PROBLEM: Answer with a bare number: the count of lines in the data below that contain the word "height".

*** PROVIDED DATA Section Begins ***

use crate::foundation::core::{PixelBuffer, Rgba8};

/// How the canvas is cleared before sources are painted.
#[derive(Clone, Copy, Debug, PartialEq, Eq)]
pub enum BackgroundMode {
    /// Opaque fill with the configured background color.
    Opaque(Rgba8),
    /// True per-pixel transparency (alpha-native preview or encoder).
    AlphaClear,
    /// Opaque fill with the reserved chroma-key color, for encoders without
    /// a native alpha channel.
    ChromaKey(Rgba8),
}

/// Clear the whole surface according to `mode`.
pub fn paint_background(surface: &mut PixelBuffer, mode: BackgroundMode) {
    let px = match mode {
        BackgroundMode::Opaque(c) | BackgroundMode::ChromaKey(c) => c.to_premul(),
        BackgroundMode::AlphaClear => [0, 0, 0, 0],
    };
    surface.fill(px);
}

/// Premultiplied source-over for a single pixel.
pub fn over(dst: [u8; 4], src: [u8; 4]) -> [u8; 4] {
    if src[3] == 255 {
        return src;
    }
    if src[3] == 0 {
        return dst;
    }

    let inv = 255u16 - u16::from(src[3]);
    let mut out = [0u8; 4];
    for i in 0..4 {
        out[i] = src[i].saturating_add(mul_div255(u16::from(dst[i]), inv));
    }
    out
}

/// Paint `frame` onto `surface` at `(x, y)` scaled by `draw_scale`.
///
/// Scaling is nearest-neighbour at the frame's aspect-preserved draw size
/// (`max(1, round(native * scale))` per axis, matching the preview path);
/// positions round to whole output pixels. Pixels falling outside the
/// surface are clipped. Later blits occlude earlier ones wherever the source
/// pixel is opaque.
pub fn draw_frame(surface: &mut PixelBuffer, frame: &PixelBuffer, x: f64, y: f64, draw_scale: f64) {
    let src_w = i64::from(frame.width());
    let src_h = i64::from(frame.height());
    if src_w == 0 || src_h == 0 || draw_scale <= 0.0 {
        return;
    }

    let draw_w = ((f64::from(frame.width()) * draw_scale).round() as i64).max(1);
    let draw_h = ((f64::from(frame.height()) * draw_scale).round() as i64).max(1);
    let origin_x = x.round() as i64;
    let origin_y = y.round() as i64;

    let out_w = i64::from(surface.width());
    let out_h = i64::from(surface.height());

    for dy in 0..draw_h {
        let ty = origin_y + dy;
        if ty < 0 || ty >= out_h {
            continue;
        }
        let sy = (dy * src_h / draw_h).min(src_h - 1) as u32;
        for dx in 0..draw_w {
            let tx = origin_x + dx;
            if tx < 0 || tx >= out_w {
                continue;
            }
            let sx = (dx * src_w / draw_w).min(src_w - 1) as u32;
            let src = frame.pixel(sx, sy);
            if src[3] == 0 {
                continue;
            }
            let dst = surface.pixel(tx as u32, ty as u32);
            surface.set_pixel(tx as u32, ty as u32, over(dst, src));
        }
    }
}

fn mul_div255(x: u16, y: u16) -> u8 {
    (((u32::from(x) * u32::from(y)) + 127) / 255) as u8
}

*** PROVIDED DATA Section Ends ***

WRITTEN SOLUTION: 3